Agustín vivía en el anonimato; ganaba cuatro pesos diarios tocando el piano en el Café Salambó, un espacio ubicado en el número 15 de la calle de Bolívar. En ese momento, sólo una de sus composiciones se hallaba grabada en un disco. Aunque su suerte comenzaría a cambiar. Arvizu popularizaría algunos de los títulos más emblemáticos del repertorio lariano: “Azul”, “Cuando vuelvas”, “Monísima mujer”. En alguna ocasión, Gonzalo Cervera, uno de los más famosos arreglistas y directores de orquesta de la primera mitad del siglo pasado, comentó: “Yo vivía aquí en la colonia Roma y tuve oportunidad de presenciarlo en los cines. ¡Y qué barbaridad! Todas las muchachas le gritaban y lo ovacionaban y le pedían canciones de Agustín Lara, que él estrenó, como ‘Dos puñales’. Pero las muchachas, ¡qué barbaridad! Era una cosa increíble”.
¿Qué hubiese sido de Lara sin Arvizu? En una entrevista que Héctor Madera Ferrón le hizo en 1982, el cantante queretano dijo: “El oro está ahí, en una mina. Lo importante es que alguien llegue y se dé cuenta que allá adentro, en esa mina, hay oro. No descubrí a Agustín Lara, lo encontré. Porque el oro no se descubre, se encuentra”. Aunque, vale aclararlo, en ese entonces también cantaba temas de Guty Cárdenas, Emilio Donato Uranga, Ignacio Fernández Esperón, Armando Camejo, María Grever, Melquiades Campos, Jorge del Moral y Mario Talavera, entre otros compositores.

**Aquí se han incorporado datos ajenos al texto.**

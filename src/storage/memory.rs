// SPDX-License-Identifier: AGPL-3.0-or-later
//
// Copyright (C) 2026 Relational Network

//! In-memory ledger backend.

use std::collections::{BTreeMap, HashMap};
use std::sync::{RwLock, RwLockReadGuard, RwLockWriteGuard};

use super::{CredentialStore, LedgerStore, StorageError, StorageResult};
use crate::models::{Account, Amount, Balance, StudentId, TuitionRecord, UnpaidTuition};

struct AccountRow {
    balance: Balance,
    daily_limit: u32,
}

#[derive(Default)]
struct Tables {
    accounts: HashMap<StudentId, AccountRow>,
    // Ordered so unpaid listings page deterministically.
    tuition: BTreeMap<(StudentId, String), Balance>,
    credentials: HashMap<StudentId, String>,
}

/// Ledger held in process memory behind a single lock.
pub struct InMemoryLedger {
    tables: RwLock<Tables>,
    daily_limit: u32,
}

impl InMemoryLedger {
    /// Create an empty ledger whose new accounts start with `daily_limit`.
    pub fn new(daily_limit: u32) -> Self {
        Self {
            tables: RwLock::new(Tables::default()),
            daily_limit,
        }
    }

    fn read(&self) -> StorageResult<RwLockReadGuard<'_, Tables>> {
        self.tables
            .read()
            .map_err(|_| StorageError::Backend("ledger lock poisoned".to_string()))
    }

    fn write(&self) -> StorageResult<RwLockWriteGuard<'_, Tables>> {
        self.tables
            .write()
            .map_err(|_| StorageError::Backend("ledger lock poisoned".to_string()))
    }
}

impl Default for InMemoryLedger {
    fn default() -> Self {
        Self::new(crate::config::DEFAULT_DAILY_LIMIT)
    }
}

impl LedgerStore for InMemoryLedger {
    fn get_account(&self, student: &StudentId) -> StorageResult<Option<Account>> {
        let tables = self.read()?;
        Ok(tables.accounts.get(student).map(|row| Account {
            student_no: student.clone(),
            balance: row.balance,
        }))
    }

    fn get_tuition(&self, student: &StudentId, term: &str) -> StorageResult<Option<TuitionRecord>> {
        let tables = self.read()?;
        Ok(tables
            .tuition
            .get(&(student.clone(), term.to_string()))
            .map(|total| TuitionRecord {
                student_no: student.clone(),
                term: term.to_string(),
                total: *total,
            }))
    }

    fn update_balance(&self, student: &StudentId, balance: Balance) -> StorageResult<()> {
        let mut tables = self.write()?;
        let row = tables
            .accounts
            .get_mut(student)
            .ok_or_else(|| StorageError::NotFound(format!("Account {student}")))?;
        row.balance = balance;
        Ok(())
    }

    fn reset_tuition_total(&self, student: &StudentId, term: &str) -> StorageResult<()> {
        let mut tables = self.write()?;
        let total = tables
            .tuition
            .get_mut(&(student.clone(), term.to_string()))
            .ok_or_else(|| StorageError::NotFound(format!("Tuition {student}/{term}")))?;
        *total = Balance::ZERO;
        Ok(())
    }

    fn add_account(&self, student: &StudentId, initial_balance: Balance) -> StorageResult<()> {
        let mut tables = self.write()?;
        if tables.accounts.contains_key(student) {
            return Err(StorageError::AlreadyExists(format!("Account {student}")));
        }
        tables.accounts.insert(
            student.clone(),
            AccountRow {
                balance: initial_balance,
                daily_limit: self.daily_limit,
            },
        );
        Ok(())
    }

    fn add_tuition(&self, student: &StudentId, term: &str, total: Amount) -> StorageResult<()> {
        let mut tables = self.write()?;
        tables
            .tuition
            .insert((student.clone(), term.to_string()), total.into());
        Ok(())
    }

    fn get_daily_limit(&self, student: &StudentId) -> StorageResult<u32> {
        let tables = self.read()?;
        tables
            .accounts
            .get(student)
            .map(|row| row.daily_limit)
            .ok_or_else(|| StorageError::NotFound(format!("Account {student}")))
    }

    fn decrement_daily_limit(&self, student: &StudentId) -> StorageResult<()> {
        let mut tables = self.write()?;
        let row = tables
            .accounts
            .get_mut(student)
            .ok_or_else(|| StorageError::NotFound(format!("Account {student}")))?;
        row.daily_limit = row.daily_limit.saturating_sub(1);
        Ok(())
    }

    fn try_consume_daily_limit(&self, student: &StudentId) -> StorageResult<bool> {
        let mut tables = self.write()?;
        let row = tables
            .accounts
            .get_mut(student)
            .ok_or_else(|| StorageError::NotFound(format!("Account {student}")))?;
        if row.daily_limit == 0 {
            return Ok(false);
        }
        row.daily_limit -= 1;
        Ok(true)
    }

    fn refund_daily_limit(&self, student: &StudentId) -> StorageResult<()> {
        let mut tables = self.write()?;
        let row = tables
            .accounts
            .get_mut(student)
            .ok_or_else(|| StorageError::NotFound(format!("Account {student}")))?;
        row.daily_limit = row.daily_limit.saturating_add(1).min(self.daily_limit);
        Ok(())
    }

    fn list_unpaid(&self, limit: usize, offset: usize) -> StorageResult<Vec<UnpaidTuition>> {
        let tables = self.read()?;
        Ok(tables
            .tuition
            .iter()
            .filter(|(_, total)| **total > Balance::ZERO)
            .skip(offset)
            .take(limit)
            .map(|((student, term), _)| UnpaidTuition {
                student_no: student.clone(),
                term: term.clone(),
            })
            .collect())
    }

    fn reset_daily_limits(&self, limit: u32) -> StorageResult<usize> {
        let mut tables = self.write()?;
        for row in tables.accounts.values_mut() {
            row.daily_limit = limit;
        }
        Ok(tables.accounts.len())
    }
}

impl CredentialStore for InMemoryLedger {
    fn insert_credential(&self, student: &StudentId, password_hash: &str) -> StorageResult<()> {
        let mut tables = self.write()?;
        if tables.credentials.contains_key(student) {
            return Err(StorageError::AlreadyExists(format!("Credential {student}")));
        }
        tables
            .credentials
            .insert(student.clone(), password_hash.to_string());
        Ok(())
    }

    fn credential_hash(&self, student: &StudentId) -> StorageResult<Option<String>> {
        let tables = self.read()?;
        Ok(tables.credentials.get(student).cloned())
    }
}

#[cfg(test)]
mod tests {
    use super::*;
    use rust_decimal_macros::dec;

    fn student(id: &str) -> StudentId {
        StudentId::from(id)
    }

    #[test]
    fn add_account_rejects_duplicates() {
        let ledger = InMemoryLedger::new(3);
        ledger.add_account(&student("s1"), Balance::new(dec!(50))).unwrap();
        let err = ledger
            .add_account(&student("s1"), Balance::new(dec!(10)))
            .unwrap_err();
        assert!(matches!(err, StorageError::AlreadyExists(_)));

        let account = ledger.get_account(&student("s1")).unwrap().unwrap();
        assert_eq!(account.balance, Balance::new(dec!(50)));
    }

    #[test]
    fn daily_limit_decrements_and_saturates() {
        let ledger = InMemoryLedger::new(1);
        ledger.add_account(&student("s1"), Balance::ZERO).unwrap();
        assert_eq!(ledger.get_daily_limit(&student("s1")).unwrap(), 1);

        ledger.decrement_daily_limit(&student("s1")).unwrap();
        ledger.decrement_daily_limit(&student("s1")).unwrap();
        assert_eq!(ledger.get_daily_limit(&student("s1")).unwrap(), 0);

        assert_eq!(ledger.reset_daily_limits(4).unwrap(), 1);
        assert_eq!(ledger.get_daily_limit(&student("s1")).unwrap(), 4);
    }

    #[test]
    fn consume_stops_at_zero_and_refund_is_capped() {
        let ledger = InMemoryLedger::new(2);
        ledger.add_account(&student("s1"), Balance::ZERO).unwrap();

        assert!(ledger.try_consume_daily_limit(&student("s1")).unwrap());
        assert!(ledger.try_consume_daily_limit(&student("s1")).unwrap());
        assert!(!ledger.try_consume_daily_limit(&student("s1")).unwrap());
        assert_eq!(ledger.get_daily_limit(&student("s1")).unwrap(), 0);

        ledger.refund_daily_limit(&student("s1")).unwrap();
        ledger.refund_daily_limit(&student("s1")).unwrap();
        ledger.refund_daily_limit(&student("s1")).unwrap();
        assert_eq!(ledger.get_daily_limit(&student("s1")).unwrap(), 2);
    }

    #[test]
    fn daily_limit_for_unknown_student_is_not_found() {
        let ledger = InMemoryLedger::new(1);
        assert!(matches!(
            ledger.get_daily_limit(&student("ghost")),
            Err(StorageError::NotFound(_))
        ));
    }

    #[test]
    fn list_unpaid_skips_settled_and_pages() {
        let ledger = InMemoryLedger::new(1);
        for id in ["a", "b", "c"] {
            ledger.add_account(&student(id), Balance::ZERO).unwrap();
            ledger
                .add_tuition(&student(id), "2025-fall", Amount::new(dec!(100)).unwrap())
                .unwrap();
        }
        ledger.reset_tuition_total(&student("b"), "2025-fall").unwrap();

        let all = ledger.list_unpaid(10, 0).unwrap();
        let ids: Vec<_> = all.iter().map(|u| u.student_no.as_str()).collect();
        assert_eq!(ids, vec!["a", "c"]);

        let second = ledger.list_unpaid(1, 1).unwrap();
        assert_eq!(second.len(), 1);
        assert_eq!(second[0].student_no.as_str(), "c");
    }

    #[test]
    fn credentials_are_unique_per_student() {
        let ledger = InMemoryLedger::new(1);
        ledger.insert_credential(&student("s1"), "hash-a").unwrap();
        assert!(matches!(
            ledger.insert_credential(&student("s1"), "hash-b"),
            Err(StorageError::AlreadyExists(_))
        ));
        assert_eq!(
            ledger.credential_hash(&student("s1")).unwrap().as_deref(),
            Some("hash-a")
        );
        assert!(ledger.credential_hash(&student("s2")).unwrap().is_none());
    }
}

A mediados de 1929, del 3 al 19 de junio, registró quince nuevos títulos para la Victor, incluyendo “Adiós, Nicanor”, el cual, al parecer, fue el primer tema de Lara que inmortalizó en un fonograma. Sólo que estos materiales no los realizó en suelo estadunidense sino aquí, en México, en el marco de una de las expediciones de grabación que la compañía llevó a cabo en la capital, durante la década de los veinte. “No volveré/ a escuchar tu amorosa canción,/ Nadie podrá/ conmover
mi corazón.”
La voz de seda en América Latina
En 1930 entró de nuevo a grabar. Produjo, hasta donde se sabe, más de ochenta audios. Con la comercialización y circulación de sus discos creció su fama. El trabajo se multiplicaría: se iría de gira a diversos puntos del país y del extranjero, y grabaría más y más canciones. La prensa latinoamericana lo llamó “El tenor de la voz de seda”. Además, su presencia en la radio se extendería de Nueva York a Buenos Aires, pues el estudio radiofónico se volvió una escala obligatoria de sus giras internacionales. Formó parte del cuadro artístico que inauguró la XEW en septiembre de 1930: actuó junto a la Orquesta Típica de Miguel Lerdo de Tejada, Josefina la Chacha Aguilar, Francisco Salinas y Alfonso Ortiz Tirado. Arvizu, tal como ocurrió con el resto de este elenco, fue contratado en aquella ocasión debido a que gozaba de un gran prestigio, y porque ya anteriormente había cobrado experiencia en el campo de la radiodifusión, presentándose en la XEB, la estación de la cigarrera de El Buen Tono.
En los años que siguieron aumentó su producción fonográfica, incursionó en el orbe cinematográfico y amplió su presencia en la radio. Al cierre de 1935 un hecho marcó su vida: llegó a la capital argentina para inaugurar la LR1 Radio “El Mundo”. Acordó cantar en la radiodifusora por dos semanas. Se quedó dieciocho años. Buenos Aires se convirtió en su base de operaciones. Se ausentaría durante largas temporadas: saldría de gira, transitaría el continente y volvería. Era una estrella a la que todavía le faltaba un extenso camino por andar: centenares de melodías por grabar, películas que filmar, miles de conciertos que brindar. Su futuro le cumpliría el éxito que entonces le prometió. Así fue hasta el 19 de noviembre de 1985, cuando murió.
*Investigador de música popular de la Fonoteca Nacional.